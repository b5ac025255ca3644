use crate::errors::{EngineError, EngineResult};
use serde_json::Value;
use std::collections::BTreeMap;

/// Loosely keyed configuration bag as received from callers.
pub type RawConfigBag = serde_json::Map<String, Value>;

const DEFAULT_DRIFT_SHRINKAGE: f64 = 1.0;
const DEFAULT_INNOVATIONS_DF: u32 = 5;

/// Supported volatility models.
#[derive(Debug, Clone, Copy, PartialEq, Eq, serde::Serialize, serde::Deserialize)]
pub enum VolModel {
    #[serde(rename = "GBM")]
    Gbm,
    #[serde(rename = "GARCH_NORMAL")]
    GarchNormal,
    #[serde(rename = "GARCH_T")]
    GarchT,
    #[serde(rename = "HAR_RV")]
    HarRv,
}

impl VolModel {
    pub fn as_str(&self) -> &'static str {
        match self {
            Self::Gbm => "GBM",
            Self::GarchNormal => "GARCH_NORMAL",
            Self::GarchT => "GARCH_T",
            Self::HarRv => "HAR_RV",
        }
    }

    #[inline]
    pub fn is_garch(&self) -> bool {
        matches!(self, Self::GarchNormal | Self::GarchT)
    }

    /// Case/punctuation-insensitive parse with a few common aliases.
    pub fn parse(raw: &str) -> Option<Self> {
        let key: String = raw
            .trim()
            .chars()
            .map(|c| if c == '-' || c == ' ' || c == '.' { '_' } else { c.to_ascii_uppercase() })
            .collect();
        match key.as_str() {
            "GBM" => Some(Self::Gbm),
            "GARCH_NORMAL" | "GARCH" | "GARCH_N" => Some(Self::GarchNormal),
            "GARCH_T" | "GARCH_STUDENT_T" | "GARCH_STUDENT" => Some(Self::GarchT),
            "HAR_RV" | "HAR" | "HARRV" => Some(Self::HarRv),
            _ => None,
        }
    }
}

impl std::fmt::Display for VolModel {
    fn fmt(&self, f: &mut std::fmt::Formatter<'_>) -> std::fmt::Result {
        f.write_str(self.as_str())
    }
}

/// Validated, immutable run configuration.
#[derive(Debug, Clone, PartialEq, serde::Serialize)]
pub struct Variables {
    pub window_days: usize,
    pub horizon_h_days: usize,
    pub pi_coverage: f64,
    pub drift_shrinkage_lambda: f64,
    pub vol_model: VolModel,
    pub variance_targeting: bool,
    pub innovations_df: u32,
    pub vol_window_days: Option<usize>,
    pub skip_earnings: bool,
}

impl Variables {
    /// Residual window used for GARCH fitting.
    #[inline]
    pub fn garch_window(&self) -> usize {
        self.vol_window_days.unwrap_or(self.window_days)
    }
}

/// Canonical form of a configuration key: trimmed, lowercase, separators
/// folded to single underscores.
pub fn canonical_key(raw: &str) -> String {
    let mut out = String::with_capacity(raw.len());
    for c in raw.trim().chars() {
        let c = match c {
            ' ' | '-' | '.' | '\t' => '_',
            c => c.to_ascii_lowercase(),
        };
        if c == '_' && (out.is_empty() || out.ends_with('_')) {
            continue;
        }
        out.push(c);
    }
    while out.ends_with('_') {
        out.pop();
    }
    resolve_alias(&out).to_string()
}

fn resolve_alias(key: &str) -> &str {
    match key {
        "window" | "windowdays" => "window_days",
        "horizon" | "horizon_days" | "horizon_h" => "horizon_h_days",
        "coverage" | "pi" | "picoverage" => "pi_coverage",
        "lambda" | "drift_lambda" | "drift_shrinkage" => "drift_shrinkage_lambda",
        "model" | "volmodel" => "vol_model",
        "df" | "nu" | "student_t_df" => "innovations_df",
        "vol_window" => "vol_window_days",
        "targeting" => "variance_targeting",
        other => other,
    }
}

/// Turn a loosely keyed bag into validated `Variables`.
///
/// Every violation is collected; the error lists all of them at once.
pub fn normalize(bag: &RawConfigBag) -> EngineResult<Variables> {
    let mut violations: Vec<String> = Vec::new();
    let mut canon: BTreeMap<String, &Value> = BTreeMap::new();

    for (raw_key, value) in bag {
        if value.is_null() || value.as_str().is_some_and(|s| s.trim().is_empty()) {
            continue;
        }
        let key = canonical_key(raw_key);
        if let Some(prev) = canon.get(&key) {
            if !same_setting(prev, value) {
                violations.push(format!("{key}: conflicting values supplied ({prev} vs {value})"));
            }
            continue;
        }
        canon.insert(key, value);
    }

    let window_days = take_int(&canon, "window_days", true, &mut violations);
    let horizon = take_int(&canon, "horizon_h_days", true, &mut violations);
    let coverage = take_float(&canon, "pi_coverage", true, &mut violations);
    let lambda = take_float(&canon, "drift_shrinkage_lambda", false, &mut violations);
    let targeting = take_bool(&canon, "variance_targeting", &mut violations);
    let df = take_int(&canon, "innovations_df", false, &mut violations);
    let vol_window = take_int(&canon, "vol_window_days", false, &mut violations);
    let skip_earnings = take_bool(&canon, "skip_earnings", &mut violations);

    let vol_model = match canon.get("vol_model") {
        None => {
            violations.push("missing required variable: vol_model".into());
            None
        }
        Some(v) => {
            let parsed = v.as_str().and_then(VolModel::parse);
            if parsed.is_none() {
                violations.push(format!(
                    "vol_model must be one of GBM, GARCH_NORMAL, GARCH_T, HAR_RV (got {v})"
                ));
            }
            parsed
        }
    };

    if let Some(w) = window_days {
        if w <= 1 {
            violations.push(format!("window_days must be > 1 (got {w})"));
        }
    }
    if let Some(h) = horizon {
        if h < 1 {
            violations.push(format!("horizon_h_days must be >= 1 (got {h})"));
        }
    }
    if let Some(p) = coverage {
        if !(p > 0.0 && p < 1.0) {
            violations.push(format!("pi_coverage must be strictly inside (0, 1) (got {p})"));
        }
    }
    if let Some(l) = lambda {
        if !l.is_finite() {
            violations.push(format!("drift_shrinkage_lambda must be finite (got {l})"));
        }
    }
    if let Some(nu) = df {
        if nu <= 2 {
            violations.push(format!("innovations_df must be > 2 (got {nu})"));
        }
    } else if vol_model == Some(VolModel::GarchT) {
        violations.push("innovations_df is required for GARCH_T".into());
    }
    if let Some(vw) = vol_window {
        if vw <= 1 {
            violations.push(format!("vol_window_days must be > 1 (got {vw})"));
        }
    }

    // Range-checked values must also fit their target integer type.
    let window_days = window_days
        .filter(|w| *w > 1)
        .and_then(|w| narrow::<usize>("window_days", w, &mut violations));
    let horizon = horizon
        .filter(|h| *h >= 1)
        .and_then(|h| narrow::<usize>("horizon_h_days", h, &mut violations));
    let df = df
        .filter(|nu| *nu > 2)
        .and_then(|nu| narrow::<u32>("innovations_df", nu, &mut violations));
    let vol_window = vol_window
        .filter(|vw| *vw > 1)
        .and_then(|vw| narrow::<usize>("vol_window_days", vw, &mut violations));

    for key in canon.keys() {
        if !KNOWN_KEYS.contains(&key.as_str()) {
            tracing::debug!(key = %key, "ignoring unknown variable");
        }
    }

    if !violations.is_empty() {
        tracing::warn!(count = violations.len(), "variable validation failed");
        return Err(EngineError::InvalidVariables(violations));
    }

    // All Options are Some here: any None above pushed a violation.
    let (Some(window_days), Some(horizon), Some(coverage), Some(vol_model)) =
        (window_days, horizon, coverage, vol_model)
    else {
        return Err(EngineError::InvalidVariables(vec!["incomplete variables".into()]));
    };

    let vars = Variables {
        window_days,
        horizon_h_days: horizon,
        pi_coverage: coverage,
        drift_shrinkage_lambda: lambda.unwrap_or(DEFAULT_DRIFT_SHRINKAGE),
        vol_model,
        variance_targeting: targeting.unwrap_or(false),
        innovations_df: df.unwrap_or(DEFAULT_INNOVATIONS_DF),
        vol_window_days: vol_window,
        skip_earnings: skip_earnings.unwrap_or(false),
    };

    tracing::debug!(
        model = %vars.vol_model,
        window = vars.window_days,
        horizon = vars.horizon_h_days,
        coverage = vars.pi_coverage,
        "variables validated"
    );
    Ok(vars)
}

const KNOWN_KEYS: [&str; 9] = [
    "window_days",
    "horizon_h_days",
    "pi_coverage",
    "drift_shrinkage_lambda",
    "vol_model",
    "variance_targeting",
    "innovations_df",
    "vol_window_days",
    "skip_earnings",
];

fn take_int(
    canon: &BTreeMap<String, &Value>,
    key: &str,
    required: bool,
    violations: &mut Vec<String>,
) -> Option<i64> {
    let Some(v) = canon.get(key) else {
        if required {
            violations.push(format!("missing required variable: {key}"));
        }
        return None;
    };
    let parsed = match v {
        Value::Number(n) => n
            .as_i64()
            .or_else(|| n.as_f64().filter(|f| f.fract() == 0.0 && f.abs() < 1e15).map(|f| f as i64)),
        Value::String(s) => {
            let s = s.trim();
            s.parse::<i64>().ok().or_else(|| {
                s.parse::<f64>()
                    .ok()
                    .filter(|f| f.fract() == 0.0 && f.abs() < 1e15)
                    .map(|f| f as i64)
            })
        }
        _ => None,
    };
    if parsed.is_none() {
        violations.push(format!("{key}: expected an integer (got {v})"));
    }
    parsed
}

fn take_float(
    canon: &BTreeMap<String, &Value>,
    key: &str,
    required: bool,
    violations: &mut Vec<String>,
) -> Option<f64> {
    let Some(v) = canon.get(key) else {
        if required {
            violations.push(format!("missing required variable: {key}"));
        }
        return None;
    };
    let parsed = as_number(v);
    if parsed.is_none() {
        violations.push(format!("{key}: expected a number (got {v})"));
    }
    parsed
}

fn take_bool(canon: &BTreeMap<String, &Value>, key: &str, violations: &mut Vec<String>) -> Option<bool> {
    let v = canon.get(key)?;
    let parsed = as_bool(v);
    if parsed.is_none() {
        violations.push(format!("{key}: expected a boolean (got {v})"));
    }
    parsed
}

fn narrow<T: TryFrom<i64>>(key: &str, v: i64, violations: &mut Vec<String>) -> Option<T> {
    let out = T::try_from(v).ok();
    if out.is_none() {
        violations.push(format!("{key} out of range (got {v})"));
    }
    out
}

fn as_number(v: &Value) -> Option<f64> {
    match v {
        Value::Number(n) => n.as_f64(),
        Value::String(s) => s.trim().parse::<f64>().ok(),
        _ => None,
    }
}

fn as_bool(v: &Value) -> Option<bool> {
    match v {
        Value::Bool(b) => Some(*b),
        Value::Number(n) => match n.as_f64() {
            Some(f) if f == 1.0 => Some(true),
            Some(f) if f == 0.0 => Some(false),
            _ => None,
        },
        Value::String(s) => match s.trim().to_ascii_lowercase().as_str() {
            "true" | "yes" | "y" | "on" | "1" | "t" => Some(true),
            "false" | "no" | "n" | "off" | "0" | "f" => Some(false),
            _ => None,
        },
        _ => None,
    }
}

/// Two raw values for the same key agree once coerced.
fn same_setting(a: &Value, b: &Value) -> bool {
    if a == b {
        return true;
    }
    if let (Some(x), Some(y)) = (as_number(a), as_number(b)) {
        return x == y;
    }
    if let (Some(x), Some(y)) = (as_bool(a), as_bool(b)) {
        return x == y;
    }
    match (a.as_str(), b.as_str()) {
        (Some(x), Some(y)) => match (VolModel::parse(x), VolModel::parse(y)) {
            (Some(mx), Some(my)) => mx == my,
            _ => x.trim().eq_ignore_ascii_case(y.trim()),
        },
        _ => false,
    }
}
☆ ☆ ☆ ☆ ☆
Required action:
Beginning with the first line of the listing above, please write out every line exactly until you reach the line that contains "Supported volatility models.", and include that one too.

Reply to the exercise:
repository b5ac025255ca3644
use crate::errors::{EngineError, EngineResult};
use serde_json::Value;
use std::collections::BTreeMap;

/// Loosely keyed configuration bag as received from callers.
pub type RawConfigBag = serde_json::Map<String, Value>;

const DEFAULT_DRIFT_SHRINKAGE: f64 = 1.0;
const DEFAULT_INNOVATIONS_DF: u32 = 5;

/// Supported volatility models.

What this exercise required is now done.